US money market funds took in another $25 billion in the week to August 21, data released late Thursday showed.

This week’s haul was the third consecutive, and pushed total AUM to yet another record high near $6.25 trillion.

Money funds have seen more than $100 billion of inflows in August alone amid volatility in rates and equities, and ahead of an expected Fed cut at the September FOMC meeting.

For 2024, the YTD inflow now stands at $355.4 billion. Inflows since the beginning of 2023 now exceed $1.5 trillion.

Speculation abounds as to when this staggering pile of cash will come off the proverbial sidelines. And where it’ll go once it does. The second question’s probably easier to answer than the first. The only way cash rates are going back to pre-pandemic levels is if there’s an acute crisis, in which case demand for MMFs would obviously rise as market participants flee to safety. There’s presumably a threshold for rates below which some portion of the $6.25 trillion illustrated above will venture out in search of greener pastures, but that threshold’s probably at least 100bps lower than current short-end rates.

Once investors do start re-allocating away from cash, it’ll likely be to IG credit and quality stocks first.
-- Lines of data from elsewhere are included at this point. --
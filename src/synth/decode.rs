//! Per-chunk audio decoding.

use crate::error::{BridgeError, Result};
use hound::SampleFormat;
use std::io::Cursor;

/// Decoded PCM audio, interleaved when `channels > 1`.
#[derive(Debug, Clone, PartialEq, Eq)]
pub struct PcmAudio {
    pub samples: Vec<i16>,
    pub sample_rate: u32,
    pub channels: u16,
}

impl PcmAudio {
    pub fn new(samples: Vec<i16>, sample_rate: u32, channels: u16) -> Self {
        Self {
            samples,
            sample_rate,
            channels,
        }
    }

    /// Number of sample frames (one sample per channel).
    pub fn frames(&self) -> usize {
        match self.channels {
            0 => 0,
            n => self.samples.len() / n as usize,
        }
    }
}

/// Trait for a codec decode routine.
///
/// Each call decodes one self-contained chunk. No state may carry over from
/// one chunk to the next.
pub trait ChunkDecoder: Send + 'static {
    fn decode(&mut self, chunk: &[u8]) -> Result<PcmAudio>;

    /// Codec name for logging.
    fn name(&self) -> &'static str;
}

/// Decodes chunks that are each a complete WAV file.
///
/// Accepts 8 to 32-bit integer and 32-bit float samples with any channel
/// count; samples are converted to 16-bit.
#[derive(Debug, Clone, Copy, Default)]
pub struct WavChunkDecoder;

impl WavChunkDecoder {
    pub fn new() -> Self {
        Self
    }
}

impl ChunkDecoder for WavChunkDecoder {
    fn decode(&mut self, chunk: &[u8]) -> Result<PcmAudio> {
        let mut reader = hound::WavReader::new(Cursor::new(chunk)).map_err(|e| {
            BridgeError::Decode {
                message: format!("Failed to parse WAV chunk: {}", e),
            }
        })?;

        let spec = reader.spec();
        if spec.channels == 0 {
            return Err(BridgeError::Decode {
                message: "WAV chunk declares zero channels".to_string(),
            });
        }

        let read_error = |e: hound::Error| BridgeError::Decode {
            message: format!("Failed to read WAV samples: {}", e),
        };

        let samples: Vec<i16> = match (spec.sample_format, spec.bits_per_sample) {
            (SampleFormat::Int, bits) if bits <= 16 => {
                // hound widens 8-bit input to i16 without rescaling.
                let shift = 16 - bits;
                reader
                    .samples::<i16>()
                    .map(|s| s.map(|v| v << shift))
                    .collect::<std::result::Result<_, _>>()
                    .map_err(read_error)?
            }
            (SampleFormat::Int, bits) if bits <= 32 => {
                let shift = bits - 16;
                reader
                    .samples::<i32>()
                    .map(|s| s.map(|v| (v >> shift) as i16))
                    .collect::<std::result::Result<_, _>>()
                    .map_err(read_error)?
            }
            (SampleFormat::Float, 32) => reader
                .samples::<f32>()
                .map(|s| s.map(float_to_i16))
                .collect::<std::result::Result<_, _>>()
                .map_err(read_error)?,
            (format, bits) => {
                return Err(BridgeError::Decode {
                    message: format!("Unsupported WAV sample format: {:?} {}-bit", format, bits),
                });
            }
        };

        Ok(PcmAudio::new(samples, spec.sample_rate, spec.channels))
    }

    fn name(&self) -> &'static str {
        "wav"
    }
}

fn float_to_i16(sample: f32) -> i16 {
    (sample.clamp(-1.0, 1.0) * i16::MAX as f32) as i16
}
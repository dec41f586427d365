//! The connection supervisor: dial, hand off to [`crate::state::HandshakeMachine`]
//! for registration, then run the four long-lived loops described in §4.3/§5
//! (read, dispatch, send, ping) until cancelled, reconnecting with backoff
//! on disconnect.

use std::sync::atomic::{AtomicBool, Ordering};
use std::sync::{Arc, Mutex};
use std::time::Duration;

use futures_util::{SinkExt, StreamExt};
use tokio::net::lookup_host;
use tokio::sync::{mpsc, oneshot, watch};
use tokio_util::codec::Framed;

use crate::codec::IrcCodec;
use crate::command::Cmd;
use crate::error::{Error, Result};
use crate::handler::ctcp::CtcpRegistry;
use crate::handler::Registry;
use crate::message::Message;
use crate::state::{HandshakeAction, HandshakeConfig, HandshakeError, HandshakeMachine};
use crate::transport::Transport;

use super::ratelimit::RateLimiter;
use super::Shared;

/// How long to wait for the next handshake reply before giving up.
const HANDSHAKE_TIMEOUT: Duration = Duration::from_secs(30);
/// Read inactivity deadline per §5's timeout table.
const READ_TIMEOUT: Duration = Duration::from_secs(300);
/// Ping round-trip tolerance added on top of the configured ping delay.
const PONG_GRACE: Duration = Duration::from_secs(60);
/// Warm-up delay before the first keepalive ping is sent.
const PING_WARMUP: Duration = Duration::from_secs(20);

/// Where to dial next: the configured server, or an STS-directed override.
struct DialTarget {
    ssl: bool,
    port: u16,
}

/// Drives reconnect policy around repeated [`run_session`] attempts until
/// cancelled. `ready` is signalled exactly once, with the outcome of the
/// very first connection attempt.
pub(crate) async fn run(
    shared: Arc<Shared>,
    registry: Arc<tokio::sync::Mutex<Registry>>,
    ctcp: Arc<Mutex<CtcpRegistry>>,
    mut cancel_rx: watch::Receiver<bool>,
    quitting: Arc<AtomicBool>,
    ready: oneshot::Sender<Result<()>>,
) {
    let mut ready = Some(ready);
    let mut attempt: u32 = 0;
    let mut target = DialTarget {
        ssl: shared.config.ssl,
        port: shared.config.port,
    };

    loop {
        if *cancel_rx.borrow() {
            break;
        }

        match run_session(&shared, &registry, &ctcp, &mut cancel_rx, &mut ready, &target).await {
            Ok(Outcome::Disconnected) => {}
            Ok(Outcome::StsUpgrade { port }) => {
                target = DialTarget { ssl: true, port };
                continue;
            }
            Err(e) => {
                if let Some(tx) = ready.take() {
                    let _ = tx.send(Err(e));
                    return;
                }
                shared.report_error(e);
            }
        }

        let _ = shared.connected.send(false);
        if *cancel_rx.borrow() {
            break;
        }

        let skip_sleep_once = quitting.swap(false, Ordering::SeqCst);
        if !skip_sleep_once {
            let delay = shared.config.effective_reconnect_delay();
            tokio::select! {
                _ = tokio::time::sleep(delay) => {}
                _ = cancel_rx.changed() => break,
            }
        }

        attempt += 1;
        if let Some(max) = shared.config.retries {
            if attempt > max {
                shared.report_error(Error::ConnectionClosed);
                break;
            }
        }
    }
}

enum Outcome {
    Disconnected,
    StsUpgrade { port: u16 },
}

async fn dial(shared: &Shared, target: &DialTarget) -> Result<Transport> {
    let mut addrs = lookup_host((shared.config.server.as_str(), target.port))
        .await
        .map_err(Error::Io)?;
    let addr = addrs.next().ok_or(Error::ConnectionClosed)?;

    if target.ssl {
        #[cfg(feature = "tls")]
        {
            Transport::connect_tls(addr, shared.config.bind, shared.config.verify_name())
                .await
                .map_err(Error::Io)
        }
        #[cfg(not(feature = "tls"))]
        {
            Err(Error::NotTls)
        }
    } else {
        Transport::connect_tcp(addr, shared.config.bind)
            .await
            .map_err(Error::Io)
    }
}

fn handshake_config(shared: &Shared) -> HandshakeConfig {
    let nick = shared.desired_nick.lock().unwrap().clone();
    HandshakeConfig {
        nickname: nick,
        username: shared.config.user.clone(),
        realname: shared.config.name.clone(),
        password: shared.config.server_pass.clone(),
        request_caps: shared.config.supported_caps.clone(),
        sasl_credentials: shared.config.sasl.clone(),
        allow_sts_fallback: !shared.config.disable_sts_fallback,
    }
}

async fn run_session(
    shared: &Arc<Shared>,
    registry: &Arc<tokio::sync::Mutex<Registry>>,
    ctcp: &Arc<Mutex<CtcpRegistry>>,
    cancel_rx: &mut watch::Receiver<bool>,
    ready: &mut Option<oneshot::Sender<Result<()>>>,
    target: &DialTarget,
) -> Result<Outcome> {
    let transport = dial(shared, target).await?;
    let framed = Framed::new(transport, IrcCodec::new());
    let (mut sink, mut stream) = framed.split();

    let mut machine = HandshakeMachine::new(handshake_config(shared));
    for action in machine.start() {
        if let HandshakeAction::Send(msg) = action {
            sink.send(*msg).await?;
        }
    }

    loop {
        let frame = tokio::time::timeout(HANDSHAKE_TIMEOUT, stream.next())
            .await
            .map_err(|_| Error::TimedOut)?
            .ok_or(Error::ConnectionClosed)??;

        let mut complete = false;
        for action in machine.feed(&frame) {
            match action {
                HandshakeAction::Send(msg) => sink.send(*msg).await?,
                HandshakeAction::Complete => complete = true,
                HandshakeAction::UpgradeToTls { port } => {
                    *shared.caps.write().unwrap() = machine.caps().clone();
                    return Ok(Outcome::StsUpgrade { port });
                }
                HandshakeAction::Error(HandshakeError::NicknameInUse(nick)) => {
                    let replacement = collide(shared, &nick);
                    if !replacement.is_empty() {
                        shared.set_desired_nick(replacement.clone());
                        sink.send(*Box::new(Cmd::nick(&replacement)?)).await?;
                    }
                }
                HandshakeAction::Error(other) => {
                    *shared.caps.write().unwrap() = machine.caps().clone();
                    let err = Error::ServerError(other.to_string());
                    if let Some(tx) = ready.take() {
                        let _ = tx.send(Err(err));
                        return Ok(Outcome::Disconnected);
                    }
                    return Err(Error::ServerError(other.to_string()));
                }
            }
        }
        *shared.caps.write().unwrap() = machine.caps().clone();
        if complete {
            break;
        }
    }

    shared.connected_at.lock().unwrap().replace(std::time::Instant::now());
    shared.record_pong();
    let _ = shared.connected.send(true);
    if let Some(tx) = ready.take() {
        let _ = tx.send(Ok(()));
    }

    let (tx_out, rx_out) = mpsc::unbounded_channel::<Message>();
    *shared.tx.lock().unwrap() = Some(tx_out);
    let (tx_in, rx_in) = mpsc::unbounded_channel::<Message>();

    let machine = Arc::new(Mutex::new(machine));
    let sts_signal: Arc<Mutex<Option<u16>>> = Arc::new(Mutex::new(None));

    let read_handle = tokio::spawn(read_loop(stream, tx_in, cancel_rx.clone()));
    let dispatch_handle = tokio::spawn(dispatch_loop(
        rx_in,
        registry.clone(),
        ctcp.clone(),
        machine.clone(),
        sts_signal.clone(),
        shared.clone(),
        cancel_rx.clone(),
    ));
    let ping_handle = tokio::spawn(ping_loop(shared.clone(), cancel_rx.clone()));
    send_loop(rx_out, sink, shared.config.allow_flood, cancel_rx.clone()).await;

    let _ = read_handle.await;
    let _ = dispatch_handle.await;
    let _ = ping_handle.await;
    *shared.tx.lock().unwrap() = None;

    if let Some(port) = sts_signal.lock().unwrap().take() {
        return Ok(Outcome::StsUpgrade { port });
    }
    Ok(Outcome::Disconnected)
}

fn collide(shared: &Shared, attempted: &str) -> String {
    match &shared.config.handle_nick_collide {
        Some(cb) => cb(attempted),
        None => format!("{attempted}_"),
    }
}

type Stream = futures_util::stream::SplitStream<Framed<Transport, IrcCodec>>;
type Sink = futures_util::stream::SplitSink<Framed<Transport, IrcCodec>, Message>;

async fn read_loop(mut stream: Stream, tx: mpsc::UnboundedSender<Message>, mut cancel_rx: watch::Receiver<bool>) {
    loop {
        tokio::select! {
            _ = cancel_rx.changed() => break,
            frame = tokio::time::timeout(READ_TIMEOUT, stream.next()) => {
                match frame {
                    Ok(Some(Ok(msg))) => {
                        if tx.send(msg).is_err() {
                            break;
                        }
                    }
                    _ => break,
                }
            }
        }
    }
}

async fn dispatch_loop(
    mut rx: mpsc::UnboundedReceiver<Message>,
    registry: Arc<tokio::sync::Mutex<Registry>>,
    ctcp: Arc<Mutex<CtcpRegistry>>,
    machine: Arc<Mutex<HandshakeMachine>>,
    sts_signal: Arc<Mutex<Option<u16>>>,
    shared: Arc<Shared>,
    mut cancel_rx: watch::Receiver<bool>,
) {
    loop {
        tokio::select! {
            _ = cancel_rx.changed() => {
                while let Ok(msg) = rx.try_recv() {
                    dispatch_one(&registry, &ctcp, &machine, &sts_signal, &shared, &msg).await;
                }
                break;
            }
            msg = rx.recv() => {
                match msg {
                    Some(msg) => dispatch_one(&registry, &ctcp, &machine, &sts_signal, &shared, &msg).await,
                    None => break,
                }
            }
        }
    }
}

async fn dispatch_one(
    registry: &Arc<tokio::sync::Mutex<Registry>>,
    ctcp: &Arc<Mutex<CtcpRegistry>>,
    machine: &Arc<Mutex<HandshakeMachine>>,
    sts_signal: &Arc<Mutex<Option<u16>>>,
    shared: &Arc<Shared>,
    msg: &Message,
) {
    if msg.command == "CAP" {
        let actions = machine.lock().unwrap().feed(msg);
        *shared.caps.write().unwrap() = machine.lock().unwrap().caps().clone();
        for action in actions {
            if let HandshakeAction::UpgradeToTls { port } = action {
                *sts_signal.lock().unwrap() = Some(port);
            }
        }
    }

    if let Some(envelope) = msg.ctcp() {
        ctcp.lock().unwrap().dispatch(msg, &envelope);
    }

    if let Err(e) = registry.lock().await.dispatch(msg).await {
        shared.report_error(e);
    }

    if msg.command == "ERROR" {
        let reason = msg.trailing.clone().unwrap_or_default();
        shared.report_error(Error::ServerError(reason));
    }
}

async fn send_loop(mut rx: mpsc::UnboundedReceiver<Message>, mut sink: Sink, allow_flood: bool, mut cancel_rx: watch::Receiver<bool>) {
    let mut limiter = RateLimiter::new();
    loop {
        tokio::select! {
            _ = cancel_rx.changed() => break,
            msg = rx.recv() => {
                match msg {
                    Some(msg) => {
                        if !allow_flood {
                            let chars: usize = msg.all_params().iter().map(|p| p.chars().count()).sum();
                            limiter.throttle(chars).await;
                        }
                        if !msg.sensitive {
                            tracing::debug!(command = %msg.command, "sending");
                        }
                        if sink.send(msg).await.is_err() {
                            break;
                        }
                    }
                    None => break,
                }
            }
        }
    }
}

async fn ping_loop(shared: Arc<Shared>, mut cancel_rx: watch::Receiver<bool>) {
    let Some(delay) = shared.config.effective_ping_delay() else {
        return;
    };

    tokio::select! {
        _ = tokio::time::sleep(PING_WARMUP) => {}
        _ = cancel_rx.changed() => return,
    }

    let mut seq: u64 = 0;
    loop {
        tokio::select! {
            _ = cancel_rx.changed() => return,
            _ = tokio::time::sleep(delay) => {
                seq += 1;
                shared.send(Cmd::ping(&format!("ircflow-{seq}")));
                let since_pong = shared.last_pong.lock().unwrap().elapsed();
                if since_pong > delay + PONG_GRACE {
                    let _ = shared.connected.send(false);
                    return;
                }
            }
        }
    }
}
//! The `Source` (message prefix) type: `nick!user@host` or a bare server
//! name.

use crate::casemap::irc_eq;

/// The sender of a message, as carried in the optional `:prefix` before the
/// command.
///
/// A source is either a server name (`irc.example.net`) or a full or partial
/// hostmask (`nick`, `nick@host`, `nick!user@host`).
#[derive(Debug, Clone, PartialEq, Eq)]
pub struct Source {
    /// Nickname, or the server name for server-originated messages.
    pub name: String,
    /// Username/ident, if present.
    pub user: Option<String>,
    /// Hostname, if present.
    pub host: Option<String>,
}

impl Source {
    /// Parse a raw prefix string (the part after `:`, before the first
    /// space) into its name/user/host components.
    pub fn parse(raw: &str) -> Source {
        let (name_and_user, host) = match raw.split_once('@') {
            Some((a, b)) => (a, Some(b.to_string())),
            None => (raw, None),
        };
        let (name, user) = match name_and_user.split_once('!') {
            Some((a, b)) => (a, Some(b.to_string())),
            None => (name_and_user, None),
        };
        Source {
            name: name.to_string(),
            user,
            host,
        }
    }

    /// Whether this source looks like a server name rather than a client
    /// hostmask: no `user`/`host` split occurred and the name contains a
    /// dot, per the heuristic RFC 2812 clients use to tell servers apart
    /// from nicknames (which cannot contain `.`).
    pub fn is_server(&self) -> bool {
        self.user.is_none() && self.host.is_none() && self.name.contains('.')
    }

    /// Whether this source carries a full `nick!user@host` hostmask.
    pub fn is_hostmask(&self) -> bool {
        self.user.is_some() && self.host.is_some()
    }

    /// Compare names under RFC 1459 case mapping, ignoring user/host.
    pub fn nick_eq(&self, nick: &str) -> bool {
        irc_eq(&self.name, nick)
    }
}

impl std::fmt::Display for Source {
    fn fmt(&self, f: &mut std::fmt::Formatter<'_>) -> std::fmt::Result {
        f.write_str(&self.name)?;
        if let Some(user) = &self.user {
            write!(f, "!{user}")?;
        }
        if let Some(host) = &self.host {
            write!(f, "@{host}")?;
        }
        Ok(())
    }
}

#[cfg(test)]
mod tests {
    use super::*;

    #[test]
    fn parses_full_hostmask() {
        let s = Source::parse("nick!user@host.example.com");
        assert_eq!(s.name, "nick");
        assert_eq!(s.user.as_deref(), Some("user"));
        assert_eq!(s.host.as_deref(), Some("host.example.com"));
        assert!(s.is_hostmask());
        assert!(!s.is_server());
    }

    #[test]
    fn parses_bare_nick() {
        let s = Source::parse("nick");
        assert_eq!(s.name, "nick");
        assert!(s.user.is_none());
        assert!(s.host.is_none());
    }

    #[test]
    fn recognizes_server_name() {
        let s = Source::parse("irc.example.net");
        assert!(s.is_server());
    }

    #[test]
    fn round_trips_display() {
        let s = Source::parse("nick!user@host");
        assert_eq!(s.to_string(), "nick!user@host");
    }
}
Or so said one popular strategist earlier this week.

Note that RRP balances have steadied in recent days after briefly dipping below $300 billion earlier this month. Remember: Until the Fed cuts rates, the RRP offers 5.3%. That looks pretty good right about now, so it’s not surprising to see RRP take-up (i.e., MMF usage of the facility) stabilize.

The RRP rate will obviously fall commensurate with the size of next month’s Fed cut. What the Committee says — or, more accurately, what they convey about their outlook for the economy and the Fed funds trajectory via the new SEP and dot plot — will have implications for the rate on all but the shortest-dated bills. That, BNY Mellon’s John Velis noted in his latest, will inform “expectation[s] for RRP usage into the autumn [which] in turn has implications for the future of QT.”
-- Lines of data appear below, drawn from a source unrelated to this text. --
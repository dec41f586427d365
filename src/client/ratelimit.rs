//! Cost-based outbound rate limiter: a synchronous token-bucket variant
//! where each event's cost is a function of its serialised length rather
//! than a flat rate, matching §4.3's formula.

use std::time::Duration;

use tokio::time::Instant;

/// Per-character cost added on top of the flat per-event cost.
const PER_CHAR_COST: Duration = Duration::from_millis(10);
/// Flat cost charged to every outbound event.
const BASE_COST: Duration = Duration::from_secs(1);
/// Once accumulated delay exceeds this, the sender is blocked for the
/// event's own cost before the write proceeds.
const THROTTLE_THRESHOLD: Duration = Duration::from_secs(8);

/// Tracks accumulated send pressure and sleeps the caller when it's built
/// up past the threshold.
pub struct RateLimiter {
    last_write: Instant,
    write_delay: Duration,
}

impl RateLimiter {
    /// A limiter with no accumulated delay, anchored to now.
    pub fn new() -> Self {
        RateLimiter {
            last_write: Instant::now(),
            write_delay: Duration::ZERO,
        }
    }

    /// The cost of sending a line of `chars` characters.
    pub fn cost(chars: usize) -> Duration {
        BASE_COST + PER_CHAR_COST * chars as u32
    }

    /// Account for an outbound event of `chars` characters, sleeping first
    /// if accumulated delay has crossed the threshold. Must be called
    /// immediately before the write it gates.
    pub async fn throttle(&mut self, chars: usize) {
        let cost = Self::cost(chars);
        let now = Instant::now();
        let elapsed = now.saturating_duration_since(self.last_write);
        self.write_delay = self.write_delay.saturating_sub(elapsed) + cost;
        if self.write_delay > THROTTLE_THRESHOLD {
            tokio::time::sleep(cost).await;
        }
        self.last_write = Instant::now();
    }
}

impl Default for RateLimiter {
    fn default() -> Self {
        Self::new()
    }
}

#[cfg(test)]
mod tests {
    use super::*;

    #[test]
    fn cost_scales_with_length() {
        assert_eq!(RateLimiter::cost(0), Duration::from_secs(1));
        assert_eq!(RateLimiter::cost(10), Duration::from_millis(1100));
    }

    #[tokio::test(start_paused = true)]
    async fn back_to_back_sends_accumulate_delay_and_throttle() {
        let mut limiter = RateLimiter::new();
        let start = Instant::now();
        for _ in 0..10 {
            limiter.throttle(0).await;
        }
        // Once write_delay exceeds 8s the limiter starts sleeping a full
        // event cost (1s here) per call; with 10 calls of 1s cost each,
        // accumulated delay crosses the 8s threshold well before the end.
        assert!(Instant::now() - start >= Duration::from_secs(1));
    }

    #[tokio::test(start_paused = true)]
    async fn spaced_out_sends_do_not_throttle() {
        let mut limiter = RateLimiter::new();
        limiter.throttle(0).await;
        tokio::time::advance(Duration::from_secs(5)).await;
        let start = Instant::now();
        limiter.throttle(0).await;
        assert_eq!(Instant::now() - start, Duration::ZERO);
    }
}
//! The wire-format [`Message`] type: a tolerant IRCv3 codec built on
//! [`nom`](nom_parser) for parsing and hand-written serialization.

mod ctcp;
mod nom_parser;
mod parse;
mod serialize;
pub mod tags;

pub use ctcp::{decode as decode_ctcp, encode as encode_ctcp, Ctcp};
pub use tags::Tag;

use std::borrow::Cow;

use crate::prefix::Source;
use crate::validation::strip_protocol_control_chars;

/// A single IRC protocol message: an optional tag block, an optional
/// source, a command, positional parameters, and an optional trailing
/// parameter.
#[derive(Debug, Clone, PartialEq)]
pub struct Message {
    /// IRCv3 message tags, in wire order.
    pub tags: Vec<Tag>,
    /// The `:nick!user@host` or `:server` prefix, if present.
    pub source: Option<Source>,
    /// The command name or three-digit numeric, upper-cased.
    pub command: String,
    /// Space-separated parameters, not including the trailing parameter.
    pub params: Vec<String>,
    /// The `:`-introduced trailing parameter, if present.
    pub trailing: Option<String>,
    /// Whether `trailing` was present and empty (`PRIVMSG #ch :`), as
    /// opposed to absent entirely.
    pub empty_trailing: bool,
    /// Whether this message carries credentials and should be redacted
    /// from logs (`PASS`, `AUTHENTICATE`, `OPER`).
    pub sensitive: bool,
    /// Whether this message is an echo of our own outbound message,
    /// reflected back under the `echo-message` capability.
    pub echo: bool,
    /// The original wire line, if this message was parsed rather than
    /// constructed.
    pub raw: Option<String>,
}

impl Message {
    /// Build a message with just a command and parameters, no tags, source,
    /// or trailing.
    pub fn new(command: impl Into<String>, params: Vec<String>) -> Message {
        Message {
            tags: Vec::new(),
            source: None,
            command: command.into(),
            params,
            trailing: None,
            empty_trailing: false,
            sensitive: false,
            echo: false,
            raw: None,
        }
    }

    /// Build a message with a trailing parameter.
    pub fn with_trailing(
        command: impl Into<String>,
        params: Vec<String>,
        trailing: impl Into<String>,
    ) -> Message {
        let trailing = trailing.into();
        let empty_trailing = trailing.is_empty();
        Message {
            trailing: Some(trailing),
            empty_trailing,
            ..Message::new(command, params)
        }
    }

    /// Look up a tag's value by key (ignoring the `client_only` marker).
    pub fn tag(&self, key: &str) -> Option<&str> {
        self.tags
            .iter()
            .find(|t| t.key == key)
            .and_then(|t| t.value.as_deref())
    }

    /// Whether this message carries the named tag at all (valueless or
    /// not).
    pub fn has_tag(&self, key: &str) -> bool {
        self.tags.iter().any(|t| t.key == key)
    }

    /// All parameters, including the trailing one if present, in wire
    /// order. Useful when a caller doesn't care about the middle/trailing
    /// distinction.
    pub fn all_params(&self) -> Vec<&str> {
        let mut out: Vec<&str> = self.params.iter().map(String::as_str).collect();
        if let Some(trailing) = &self.trailing {
            out.push(trailing);
        }
        out
    }

    /// If this is a `PRIVMSG`/`NOTICE` whose trailing parameter is a CTCP
    /// envelope, decode it.
    pub fn ctcp(&self) -> Option<Ctcp> {
        self.trailing.as_deref().and_then(decode_ctcp)
    }

    /// Strip NUL/CR/LF from parameters and the trailing parameter in
    /// place. Outbound messages built from untrusted text (handler-supplied
    /// PRIVMSG bodies, topics, ...) should be sanitized before encoding so
    /// a caller can never smuggle a second line onto the wire.
    pub fn sanitize(&mut self) {
        for param in &mut self.params {
            if let Cow::Owned(cleaned) = strip_protocol_control_chars(param) {
                *param = cleaned;
            }
        }
        if let Some(trailing) = &mut self.trailing {
            if let Cow::Owned(cleaned) = strip_protocol_control_chars(trailing) {
                *trailing = cleaned;
            }
        }
    }
}
//! RFC 1459 case mapping, used to fold nicknames and channel names to a
//! canonical identity key (`{ | } ~` and `[ \ ] ^` are the same letter).

/// Fold a string to its RFC 1459 lower-case form.
pub fn irc_to_lower(s: &str) -> String {
    s.chars()
        .map(|c| match c {
            '[' => '{',
            ']' => '}',
            '\\' => '|',
            '~' => '^',

            'A'..='Z' => c.to_ascii_lowercase(),

            _ => c,
        })
        .collect()
}

/// Compare two strings under RFC 1459 case mapping.
pub fn irc_eq(a: &str, b: &str) -> bool {
    if a.len() != b.len() {
        return false;
    }

    a.chars().zip(b.chars()).all(|(ca, cb)| {
        let ca_lower = match ca {
            '[' => '{',
            ']' => '}',
            '\\' => '|',
            '~' => '^',
            'A'..='Z' => ca.to_ascii_lowercase(),
            _ => ca,
        };
        let cb_lower = match cb {
            '[' => '{',
            ']' => '}',
            '\\' => '|',
            '~' => '^',
            'A'..='Z' => cb.to_ascii_lowercase(),
            _ => cb,
        };
        ca_lower == cb_lower
    })
}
For months (and months and months) I’ve reiterated that $250 billion is probably the RRP level at which the Fed would be compelled to halt QT altogether. Velis agrees. He adds RRP to total system bank reserves to get a back-of-the-envelope idea about where we are relative to the demarcation line between “abundant” and “ample” reserves, which he pegs at roughly $3 trillion. We’re above that threshold now, but “should RRP drainage resume and balances dip under $200 billion,” the Fed will “have to pay close attention,” Velis cautioned.

Coming quickly back to MMF demand, it’s not likely to let up soon. As Bloomberg’s Alex Harris put it on Thursday evening in the US, “money market funds are likely to remain popular even after the Fed starts reducing rates.” And for now anyway, even the Committee’s doves don’t appear poised to meet the market’s expectations for 100bps of cuts by year-end.